Factors to consider in relation to knowledge of the client’s business

Procurement and Audit notes revision

The following matters are to be considered in relation to knowledge of the client’s
business.
a) General Economic Factors
• General level of economic activity (for example growth, recession etc.)
• Interest rate and availability of financing
• Inflation
• Government’s monetary, fiscal, taxation and trade restriction policies
• Foreign currency rates and control

b) The Industrial Conditions Affecting the Clients’ Business
• The market and competition
• Cyclical and seasonal activity
• Changes in product technology
• Business risk (for example high technology, high fashion, ease of entry for competition)
• Declining or expanding operations
• Adverse conditions (for example declining demand, excess capacity, serious price competition)
• Key ratios and operating statistics
• Specific accounting practices and problems
• Environmental requirements and problems
• Regulatory framework
• Energy supply and cost
• Specific or unique practices (for example reacting to labour contracts, financing methods, accounting methods)
• Management and Ownership of the Entity
• Corporate structure – private, public, government
• Beneficial owners and related parties (local, foreign, business reputation and experience)
• The relationship between owners, directors and management
• Capital structure (including any recent or planned changes)
• Organization structure
• Management objectives, philosophy and strategic plans
• Acquisitions, mergers or disposals of business activities planned or recently executed
• Sources of methods of financing (current, historical)
• Board of directors (composition, business reputation and experience, independence from and control over operating management, frequency of meetings, existence of audit committee and scope of its activities, existence of policy on corporate conduct, changes in professional advisors)
• Operating management (experience and reputation, turnover, key financial personnel and other status in the organization, staffing of accounting department, incentive or bonus plans as part of remuneration, use of forecasts and budgets, pressures on management, management information systems)
• Internal Audit function (existence, quality etc.)

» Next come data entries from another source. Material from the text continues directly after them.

//! # fort - Fortification Planner CLI
//!
//! Command-line front end over `fort_core`. Every command prints one JSON
//! document on stdout; errors go to stderr as JSON with a stable `code`.
//! Logs go to stderr too (filter with `RUST_LOG`).
//!
//! ```text
//! fort --actor aldric new "North Tower" --type tower
//! fort --actor aldric add-floor circle 40 20 5 softstone --count 3
//! fort --actor aldric roof slate
//! fort --actor aldric summary
//! fort approx rectangle 60 80 hardstone --parapet
//! fort budget 50000 hardstone --roof wood
//! ```
//!
//! Commands that change the store take the store's file lock for the whole
//! load-edit-save cycle.

use std::path::PathBuf;
use std::process::ExitCode;

use clap::{ArgAction, Parser, Subcommand};
use serde::Serialize;
use serde_json::{json, Value};
use tracing::{debug, warn};
use tracing_subscriber::EnvFilter;

use fort_core::calculations::{evaluate, logistics, optimizer, roi, summarize, taper};
use fort_core::calculations::{BudgetSearchInput, QuickEstimateInput};
use fort_core::errors::{FortError, FortResult};
use fort_core::geometry::Shape;
use fort_core::materials::{BuildingType, RoofKind, WallMaterial, WallThickness};
use fort_core::plan::{FloorSegment, Plan};
use fort_core::settings::{FortSettings, DEFAULT_LOG_FILTER, DEFAULT_SETTINGS_FILE};
use fort_core::siege::EngineAction;
use fort_core::store::{Namespace, PlanStore};
use fort_core::file_io::load_store_with_lock_check;
use fort_core::{load_store, save_store, FileLock};

/// Plan fortifications and estimate what they cost to build
#[derive(Parser, Debug)]
#[command(name = "fort", version)]
struct Cli {
    /// Realm the plans belong to
    #[arg(long, global = true, default_value = "default")]
    realm: String,

    /// Actor whose plans to work on (defaults to the lock user)
    #[arg(long, global = true)]
    actor: Option<String>,

    /// Settings file
    #[arg(long, global = true, default_value = DEFAULT_SETTINGS_FILE)]
    config: PathBuf,

    /// Store file (overrides the settings)
    #[arg(long, global = true)]
    store: Option<PathBuf>,

    #[command(subcommand)]
    command: Command,
}

#[derive(Subcommand, Debug)]
enum Command {
    /// Create a plan and select it
    New {
        name: String,
        #[arg(long = "type", default_value_t = BuildingType::Castle)]
        building_type: BuildingType,
    },
    /// Select a plan by (partial) name
    Select { name: String },
    /// List plans, marking the selected one
    List,
    /// Add floors on top of the selected plan
    AddFloor {
        shape: Shape,
        size_ft: u32,
        height_ft: u32,
        thickness_ft: WallThickness,
        material: WallMaterial,
        #[arg(long, default_value_t = 1)]
        count: u32,
        /// 10-ft sections left open for doorways (rectangles only)
        #[arg(long, default_value_t = 0)]
        entrances: u32,
    },
    /// Set the roof (thatch, wood, slate or none)
    Roof { kind: String },
    /// Turn the parapet on or off
    Parapet {
        #[arg(action = ArgAction::Set, value_parser = parse_switch)]
        state: bool,
    },
    /// Set the number of entrances on a floor
    Gate {
        count: u32,
        #[arg(long, default_value_t = 0)]
        floor: usize,
    },
    /// Set the number of windows on a floor
    Window {
        count: u32,
        #[arg(long, default_value_t = 0)]
        floor: usize,
    },
    /// Set the weekly income
    Income { label: String, gp_per_week: f64 },
    /// Set the weekly upkeep
    Upkeep { gp_per_week: f64 },
    /// Set the remoteness multiplier
    Remote { multiplier: f64 },
    /// Set the building type
    Type { building_type: BuildingType },
    /// Describe and price the selected plan
    Summary,
    /// Price a tapered structure without touching the store
    Approx {
        shape: Shape,
        size_ft: u32,
        height_ft: u32,
        material: WallMaterial,
        #[arg(long = "type", default_value_t = BuildingType::Castle)]
        building_type: BuildingType,
        #[arg(long, default_value_t = 1.0)]
        remote: f64,
        #[arg(long)]
        roof: Option<RoofKind>,
        #[arg(long)]
        parapet: bool,
    },
    /// Find the largest structure a budget can buy
    Budget {
        budget_gp: f64,
        material: WallMaterial,
        #[arg(long, default_value_t = Shape::Rectangle)]
        shape: Shape,
        #[arg(long = "type", default_value_t = BuildingType::Castle)]
        building_type: BuildingType,
        #[arg(long, default_value_t = 1.0)]
        remote: f64,
        #[arg(long)]
        roof: Option<RoofKind>,
        #[arg(long)]
        parapet: bool,
        #[arg(long)]
        min: Option<u32>,
        #[arg(long)]
        max: Option<u32>,
        #[arg(long)]
        step: Option<u32>,
    },
    /// Payback time of the selected plan
    Roi,
    /// Labor and hauling for the selected plan
    Logistics {
        #[arg(long)]
        crew: Option<u32>,
        #[arg(long)]
        haulers: Option<u32>,
        #[arg(long)]
        capacity: Option<f64>,
        #[arg(long)]
        trip_days: Option<f64>,
    },
    /// Show the thickness schedule for a height, or rebuild the selected plan with it
    Taper {
        height_ft: u32,
        #[arg(long)]
        apply: bool,
    },
    /// Track a siege engine on the selected plan (new, hit, reset, status)
    Engine { action: EngineAction, name: String },
    /// Delete a plan (or the selected one with "current")
    Delete {
        #[arg(default_value = "current")]
        target: String,
    },
}

fn parse_switch(s: &str) -> Result<bool, String> {
    match s.trim().to_lowercase().as_str() {
        "on" | "yes" | "true" | "1" => Ok(true),
        "off" | "no" | "false" | "0" => Ok(false),
        _ => Err(format!("expected on or off, got '{}'", s)),
    }
}

fn parse_roof(s: &str) -> FortResult<Option<RoofKind>> {
    if s.trim().eq_ignore_ascii_case("none") {
        Ok(None)
    } else {
        s.parse().map(Some)
    }
}

/// Store access for one namespace
struct Session {
    path: PathBuf,
    lock_user: String,
    ns: Namespace,
}

impl Session {
    /// Reads don't wait on the lock, but say so when a writer holds it.
    fn read(&self) -> FortResult<PlanStore> {
        let (store, lock) = load_store_with_lock_check(&self.path)?;
        if let Some(info) = lock {
            warn!(
                holder = %info.user_id,
                machine = %info.machine,
                locked_at = %info.locked_at,
                "store is locked for writing, reading anyway"
            );
        }
        Ok(store)
    }

    fn current(&self) -> FortResult<Plan> {
        self.read()?.current(&self.ns).cloned()
    }

    /// Load, change and save the store under its file lock.
    fn write<T>(&self, change: impl FnOnce(&mut PlanStore, &Namespace) -> FortResult<T>) -> FortResult<T> {
        let _lock = FileLock::acquire(&self.path, self.lock_user.as_str())?;
        let mut store = load_store(&self.path)?;
        let output = change(&mut store, &self.ns)?;
        save_store(&store, &self.path)?;
        Ok(output)
    }

    /// Edit the selected plan and report its new summary
    fn edit(&self, edit: impl FnOnce(&mut Plan) -> FortResult<()>) -> FortResult<Value> {
        self.write(|store, ns| {
            store.edit_current(ns, edit)?;
            to_json(&summarize(store.current(ns)?)?)
        })
    }
}

fn to_json<T: Serialize>(value: &T) -> FortResult<Value> {
    Ok(serde_json::to_value(value)?)
}

fn run(cli: Cli, settings: &FortSettings) -> FortResult<Value> {
    let session = Session {
        path: cli.store.unwrap_or_else(|| settings.store_path.clone()),
        lock_user: settings.lock_user.clone(),
        ns: Namespace::new(cli.realm, cli.actor.unwrap_or_else(|| settings.lock_user.clone())),
    };
    debug!(namespace = %session.ns, store = %session.path.display(), command = ?cli.command, "running");

    match cli.command {
        Command::New { name, building_type } => session.write(|store, ns| {
            store.create(ns, Plan::new(name, building_type))?;
            to_json(&store.list(ns))
        }),
        Command::Select { name } => session.write(|store, ns| {
            let selected = store.select(ns, &name)?;
            Ok(json!({ "selected": selected }))
        }),
        Command::List => to_json(&session.read()?.list(&session.ns)),
        Command::AddFloor {
            shape,
            size_ft,
            height_ft,
            thickness_ft,
            material,
            count,
            entrances,
        } => {
            let mut floor = FloorSegment::new(shape, size_ft, height_ft, thickness_ft, material)?;
            floor.entrances = entrances;
            session.edit(|plan| plan.add_floors(floor, count))
        }
        Command::Roof { kind } => {
            let roof = parse_roof(&kind)?;
            session.edit(|plan| {
                plan.set_roof(roof);
                Ok(())
            })
        }
        Command::Parapet { state } => session.edit(|plan| {
            plan.set_parapet(state);
            Ok(())
        }),
        Command::Gate { count, floor } => session.edit(|plan| plan.set_gates(floor, count)),
        Command::Window { count, floor } => session.edit(|plan| plan.set_windows(floor, count)),
        Command::Income { label, gp_per_week } => session.edit(|plan| plan.set_income(label, gp_per_week)),
        Command::Upkeep { gp_per_week } => session.edit(|plan| plan.set_upkeep(gp_per_week)),
        Command::Remote { multiplier } => session.edit(|plan| plan.set_remote(multiplier)),
        Command::Type { building_type } => session.edit(|plan| {
            plan.set_building_type(building_type);
            Ok(())
        }),
        Command::Summary => to_json(&summarize(&session.current()?)?),
        Command::Approx {
            shape,
            size_ft,
            height_ft,
            material,
            building_type,
            remote,
            roof,
            parapet,
        } => {
            let input = QuickEstimateInput {
                shape,
                size_ft,
                height_ft,
                material,
                building_type,
                remote_multiplier: remote,
                roof,
                parapet,
            };
            to_json(&taper::quick_estimate(&input)?)
        }
        Command::Budget {
            budget_gp,
            material,
            shape,
            building_type,
            remote,
            roof,
            parapet,
            min,
            max,
            step,
        } => {
            let input = BudgetSearchInput {
                shape,
                material,
                building_type,
                remote_multiplier: remote,
                roof,
                parapet,
                budget_gp,
                footprint_min_ft: min.unwrap_or(settings.search.footprint_min),
                footprint_max_ft: max.unwrap_or(settings.search.footprint_max),
                step_ft: step.unwrap_or(settings.search.step),
            };
            Ok(match optimizer::search(&input)? {
                Some(best) => to_json(&best)?,
                None => json!({ "found": false, "budget_gp": budget_gp }),
            })
        }
        Command::Roi => {
            let plan = session.current()?;
            plan.require_floors()?;
            to_json(&roi::roi(&plan, &evaluate(&plan)?))
        }
        Command::Logistics {
            crew,
            haulers,
            capacity,
            trip_days,
        } => {
            let mut input = settings.logistics.logistics_input();
            input.crew_size = crew.unwrap_or(input.crew_size);
            input.hauling.haulers = haulers.unwrap_or(input.hauling.haulers);
            input.hauling.capacity_tons = capacity.unwrap_or(input.hauling.capacity_tons);
            input.hauling.trip_days = trip_days.unwrap_or(input.hauling.trip_days);
            if input.crew_size == 0 {
                return Err(FortError::invalid_input("crew", "0", "Crew size must be positive"));
            }

            let plan = session.current()?;
            plan.require_floors()?;
            to_json(&logistics::estimate(&evaluate(&plan)?, &input)?)
        }
        Command::Taper { height_ft, apply } => {
            if apply {
                session.edit(|plan| plan.taper(height_ft))
            } else {
                taper::validate_height(height_ft)?;
                let feet: Vec<u32> = taper::schedule(height_ft).iter().map(|t| t.feet()).collect();
                Ok(json!({ "height_ft": height_ft, "thickness_ft": feet }))
            }
        }
        Command::Engine { action, name } => {
            if action == EngineAction::Status {
                let mut plan = session.current()?;
                to_json(&plan.engine(&name, action)?)
            } else {
                session.write(|store, ns| {
                    let report = store.edit_current(ns, |plan| plan.engine(&name, action))?;
                    to_json(&report)
                })
            }
        }
        Command::Delete { target } => session.write(|store, ns| {
            let deleted = store.delete(ns, &target)?;
            Ok(json!({
                "deleted": deleted,
                "current": store.current_name(ns),
            }))
        }),
    }
}

fn init_tracing(default_filter: &str) {
    let filter = EnvFilter::try_from_default_env().unwrap_or_else(|_| EnvFilter::new(default_filter));
    tracing_subscriber::fmt()
        .with_env_filter(filter)
        .with_writer(std::io::stderr)
        .init();
}

fn report(error: &FortError) {
    let body = json!({
        "code": error.error_code(),
        "message": error.to_string(),
        "error": error,
    });
    eprintln!("{}", serde_json::to_string_pretty(&body).unwrap_or_else(|_| error.to_string()));
}

fn main() -> ExitCode {
    let cli = Cli::parse();

    let settings = match FortSettings::load(&cli.config) {
        Ok(settings) => settings,
        Err(e) => {
            init_tracing(DEFAULT_LOG_FILTER);
            report(&e);
            return ExitCode::FAILURE;
        }
    };
    init_tracing(&settings.log_filter);

    match run(cli, &settings) {
        Ok(output) => match serde_json::to_string_pretty(&output) {
            Ok(text) => {
                println!("{}", text);
                ExitCode::SUCCESS
            }
            Err(e) => {
                report(&FortError::from(e));
                ExitCode::FAILURE
            }
        },
        Err(e) => {
            report(&e);
            ExitCode::FAILURE
        }
    }
}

• Attitude to internal control environment
c) The Entity’s Business
1) Nature of business (for example manufacturer, wholesaler, financial services, imports/exports)
2) Location of production facilities, warehouses, offices etc.
3) Employment (for example by location, supply, wage levels, union contracts, pension commitments, government regulations)
4) Products or services and markets (for example major customers and contracts, terms of payments, profit margins, reputation of products warranties, order book, trends, marketing strategy and objectives, manufacturing processes)
5) Important suppliers of goods and services (for example long term contracts, stability of supply, terms of payment, imports, methods of delivery)
6) Inventories (for example location, quantities)
7) Franchises, licenses, patents
8) Important expense categories
9) Research and development
10) Foreign currency assets, liabilities and transactions by currency, hedging
11) Legislation and regulations that significantly affect the entity
12) Information systems (including computerized information systems) –
current plans to change
13) Debt structure, including covenants and restrictions.

d) Financial Performance
Factors concerning the entity’s financial conditions and profitability
• Accounting policies
• Earnings and cash-flow trends
• Leasing and other financial commitments
• Availability of lines of credit
• Off balance sheet finance issues
• Foreign exchange and interest rate exposures
• Comparison with industrial trends

e) Reporting Environment
External influences which affect the directors in the preparation of the financial statements
• Legislation
• Regulatory environment and requirements

• Taxation
• Accounting requirements
• Measurement and disclosure issues peculiar to the business
• Audit reporting requirements
• Users of the financial statements
• Communication of Knowledge about the Business
Knowledge of the client’s business becomes useful to the auditors if it is made known to the audit team members. The audit engagement partner should therefore ensure that the audit team obtains such knowledge of the business of the entity being audited as may reasonably be expected to be sufficient to enable it to carry out the audit work effectively.